Digital-medicine company Teladoc Health recently turned to a trio of descriptives to characterize the current state of its business, which saw a third quarter bursting with triple-digit percentage gains in multiple areas. The company said it’s “exceeding expectations,” “building on momentum” and delivering “consistent growth” — all at once.
If that wasn’t enough, just two days later, the completion of Teladoc’s $18.5 billion merger with Livongo hammered home the prospects for virtual healthcare.
Had there been any doubts whether remote, video-linked appointments with doctors are ready to go mainstream, the global pandemic and Teladoc’s earnings have all but erased them — ensuring that telemedicine is here to stay.
“Both Teladoc Health and Livongo were founded with the same mission: to create a new kind of healthcare experience, one that empowers people everywhere to live their healthiest life,” Teladoc CEO Jason Gorevic said in a statement announcing the merger’s closure. “Today’s [merger] news dramatically accelerates our ability to make this a reality for the tens of millions of consumers and healthcare professionals we serve around the world.”
Telemed’s Global Embrace
While Teladoc enjoys the clout and opportunities that come with being a dominant $25 billion company with clients in 130 countries, start-ups half a world away are also busy trying to perfect the telemedicine space and tap its potential.

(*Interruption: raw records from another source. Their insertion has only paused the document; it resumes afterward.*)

// SPDX-License-Identifier: BUSL-1.1
// Copyright (c) 2026 Alfred Jean LLC

use std::path::PathBuf;

/// Read-only view of pipeline state handed to staging steps.
#[derive(Debug, Clone, PartialEq, Eq)]
pub struct PipelineState {
    /// Files in the input directory not yet staged.
    pub waiting: usize,
    /// Files staged but not completed.
    pub staged: usize,
    /// Files in the `.finished` directory.
    pub completed: usize,
    /// Total error files across tasks.
    pub failed: usize,
    /// Input directory, for companion lookups.
    pub input_dir: PathBuf,
    /// Output root, for capacity checks.
    pub output_dir: PathBuf,
}
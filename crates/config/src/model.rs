// SPDX-License-Identifier: BUSL-1.1
// Copyright (c) 2026 Alfred Jean LLC

//! Task configuration model.
//!
//! Deserialization goes through a raw struct carrying the superset of all
//! kind-specific fields (with `deny_unknown_fields`), then conversion
//! enforces which fields each kind requires or forbids. This keeps the
//! public `Task` free of impossible states: a local task simply has no
//! cluster resources to misread.

use std::path::PathBuf;

use indexmap::IndexMap;
use serde::Deserialize;

use crate::validate::ConfigError;

/// Output extension used when a task omits `output_ext`.
pub const DEFAULT_OUTPUT_EXT: &str = ".out";

/// Cluster resource descriptor for `slurm` tasks.
#[derive(Debug, Clone, PartialEq, Eq, Deserialize)]
#[serde(deny_unknown_fields)]
pub struct SlurmResources {
    pub cpus: u32,
    #[serde(default)]
    pub gpus: Option<u32>,
    /// Memory per worker, passed through to the scheduler (e.g. `4G`).
    pub memory: String,
    /// Wall time per worker (e.g. `01:00:00`).
    pub time: String,
    /// Extra raw submission options, one per entry.
    #[serde(default)]
    pub sbatch_options: Vec<String>,
}

/// What a task runs: a user script on disk, or a named built-in.
#[derive(Debug, Clone, PartialEq, Eq)]
pub enum LaunchTarget {
    /// Path to an executable implementing the task CLI contract.
    Module(PathBuf),
    /// Name of a task from the built-in/installed registry.
    Library(String),
}

/// Runtime variant selector plus its kind-specific knobs.
#[derive(Debug, Clone, PartialEq, Eq)]
pub enum TaskKind {
    /// Sequential runtime: one file at a time.
    Local,
    /// Cooperative-concurrent runtime with a bounded worker count.
    LocalAsync { concurrency_limit: usize },
    /// Cluster fan-out runtime.
    Slurm {
        account: String,
        max_workers: usize,
        worker_resources: SlurmResources,
    },
}

impl TaskKind {
    pub fn name(&self) -> &'static str {
        match self {
            TaskKind::Local => "local",
            TaskKind::LocalAsync { .. } => "local_async",
            TaskKind::Slurm { .. } => "slurm",
        }
    }
}

/// A validated pipeline stage.
#[derive(Debug, Clone, PartialEq)]
pub struct Task {
    pub name: String,
    pub kind: TaskKind,
    /// Task this one consumes from; `None` for roots.
    pub depends_on: Option<String>,
    pub target: LaunchTarget,
    /// Free-form user parameters, forwarded as CLI arguments.
    pub params: IndexMap<String, serde_yaml::Value>,
    pub input_ext: String,
    pub output_ext: String,
    /// Promote outputs to the user-visible directory on completion.
    pub keep_output: bool,
    /// Shell fragments run before the task starts. Local launch scripts
    /// join them with `;`; cluster scripts emit one per prologue line.
    pub setup_commands: Vec<String>,
}

impl Task {
    /// The cluster client job name (`<task>-client`).
    pub fn client_job_name(&self) -> String {
        format!("{}-client", self.name)
    }

    /// The cluster worker job name (`<task>-worker`).
    pub fn worker_job_name(&self) -> String {
        format!("{}-worker", self.name)
    }
}

#[derive(Debug, Clone, Copy, PartialEq, Eq, Deserialize)]
#[serde(rename_all = "snake_case")]
pub(crate) enum RawKind {
    Local,
    LocalAsync,
    Slurm,
}

/// Superset of all task fields; conversion enforces kind rules.
#[derive(Debug, Deserialize)]
#[serde(deny_unknown_fields)]
pub(crate) struct RawTask {
    pub name: String,
    pub kind: RawKind,
    #[serde(default)]
    pub depends_on: Option<String>,
    #[serde(default)]
    pub module: Option<PathBuf>,
    #[serde(default)]
    pub library: Option<String>,
    #[serde(default)]
    pub params: IndexMap<String, serde_yaml::Value>,
    pub input_ext: String,
    #[serde(default)]
    pub output_ext: Option<String>,
    #[serde(default)]
    pub keep_output: Option<bool>,
    #[serde(default)]
    pub setup_commands: Vec<String>,
    #[serde(default)]
    pub concurrency_limit: Option<usize>,
    #[serde(default)]
    pub account: Option<String>,
    #[serde(default)]
    pub max_workers: Option<usize>,
    #[serde(default)]
    pub worker_resources: Option<SlurmResources>,
}

#[derive(Debug, Deserialize)]
#[serde(deny_unknown_fields)]
pub(crate) struct RawConfig {
    pub tasks: Vec<RawTask>,
    #[serde(default)]
    pub staging: tf_staging::Chain,
}

impl RawTask {
    pub(crate) fn into_task(self) -> Result<Task, ConfigError> {
        let name = self.name;
        if name.trim().is_empty() {
            return Err(ConfigError::EmptyTaskName);
        }

        let target = match (self.module, self.library) {
            (Some(module), None) => LaunchTarget::Module(module),
            (None, Some(library)) => LaunchTarget::Library(library),
            (None, None) => return Err(ConfigError::MissingTarget { task: name }),
            (Some(_), Some(_)) => return Err(ConfigError::AmbiguousTarget { task: name }),
        };

        let require = |field: &'static str, present: bool| {
            if present {
                Ok(())
            } else {
                Err(ConfigError::MissingField { task: name.clone(), field })
            }
        };
        let forbid = |field: &'static str, absent: bool| {
            if absent {
                Ok(())
            } else {
                Err(ConfigError::UnexpectedField {
                    task: name.clone(),
                    field,
                    kind: kind_name(self.kind),
                })
            }
        };

        let kind = match self.kind {
            RawKind::Local => {
                forbid("concurrency_limit", self.concurrency_limit.is_none())?;
                forbid("account", self.account.is_none())?;
                forbid("max_workers", self.max_workers.is_none())?;
                forbid("worker_resources", self.worker_resources.is_none())?;
                TaskKind::Local
            }
            RawKind::LocalAsync => {
                require("concurrency_limit", self.concurrency_limit.is_some())?;
                forbid("account", self.account.is_none())?;
                forbid("max_workers", self.max_workers.is_none())?;
                forbid("worker_resources", self.worker_resources.is_none())?;
                let concurrency_limit = self.concurrency_limit.unwrap_or_default();
                if concurrency_limit == 0 {
                    return Err(ConfigError::NonPositiveField {
                        task: name,
                        field: "concurrency_limit",
                    });
                }
                TaskKind::LocalAsync { concurrency_limit }
            }
            RawKind::Slurm => {
                forbid("concurrency_limit", self.concurrency_limit.is_none())?;
                require("account", self.account.is_some())?;
                require("max_workers", self.max_workers.is_some())?;
                require("worker_resources", self.worker_resources.is_some())?;
                let max_workers = self.max_workers.unwrap_or_default();
                if max_workers == 0 {
                    return Err(ConfigError::NonPositiveField { task: name, field: "max_workers" });
                }
                let worker_resources = match self.worker_resources {
                    Some(r) => r,
                    None => {
                        return Err(ConfigError::MissingField {
                            task: name,
                            field: "worker_resources",
                        })
                    }
                };
                if worker_resources.cpus == 0 {
                    return Err(ConfigError::NonPositiveField { task: name, field: "cpus" });
                }
                TaskKind::Slurm {
                    account: self.account.unwrap_or_default(),
                    max_workers,
                    worker_resources,
                }
            }
        };

        Ok(Task {
            name,
            kind,
            depends_on: self.depends_on,
            target,
            params: self.params,
            input_ext: self.input_ext,
            output_ext: self.output_ext.unwrap_or_else(|| DEFAULT_OUTPUT_EXT.to_string()),
            keep_output: self.keep_output.unwrap_or(true),
            setup_commands: self.setup_commands,
        })
    }
}

fn kind_name(kind: RawKind) -> &'static str {
    match kind {
        RawKind::Local => "local",
        RawKind::LocalAsync => "local_async",
        RawKind::Slurm => "slurm",
    }
}

#[cfg(test)]
#[path = "model_tests.rs"]
mod tests;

For example, Indonesia’s Halodoc is developing a feature on its telemed platform that uses artificial intelligence (AI) to give doctors feedback on how well and quickly they perform services. The system also offers doctors advice from mentors on how to improve their patient consultations.
Halodoc’s product is being developed with machine-learning experts from Google’s Late-Stage Accelerator. It is already being used by about 5 percent of households in a country that’s home to 260 million people.
COVID As A Driver For Change
But the industry is still in its early stages. Despite rapid growth rates and an increasingly large global business footprint, studies show that nearly 80 percent of U.S. patients have still never done a virtual visit with a doctor.
Even so, the ongoing COVID-19 pandemic has seen increased telemedicine-adoption rates in the U.S. and abroad as a means of effectively delivering and managing healthcare services.
To that point, a study this summer by NYU Lagone found that virtual visits jumped 4,345 percent for non-urgent care and 683 percent for urgent care between March 2 and April 14 this year.
Cost-Saving Is Promoting Adoption As Well
Spiraling costs are also driving the digital-medicine space forward.
David Goldhill, the CEO of healthcare marketplace operator Sesame, recently told Karen Webster that of all of medicine’s systemic flaws that the pandemic has exposed, none are more apparent than the shortcomings of the current business model. He said today’s system dominated by big providers, third-party payers and invisible blank-check-style pricing isn’t working.
“If we want to drive positive things in terms of value and customer service and lower transaction costs, we’re going to have to rethink how we finance healthcare,” Goldhill said, calling the cost of healthcare “ruinously expensive” and “totally unpredictable.”
He also said one interesting side effect of the coronavirus era is how much attention people are suddenly paying to public-health measures, as well as to questions of access and equity.
Walmart Has Joined The Fray
It might not offer the comforts of a video conference with your doctor from your home, but retail giant Walmart is also looking to get in on the medical makeover currently underway.
Last year, the company launched its first in-store health center in Georgia to “provide key services such as primary care, labs, X-ray and EKG, counseling, dental, optical, hearing and community health education,” according to a company statement.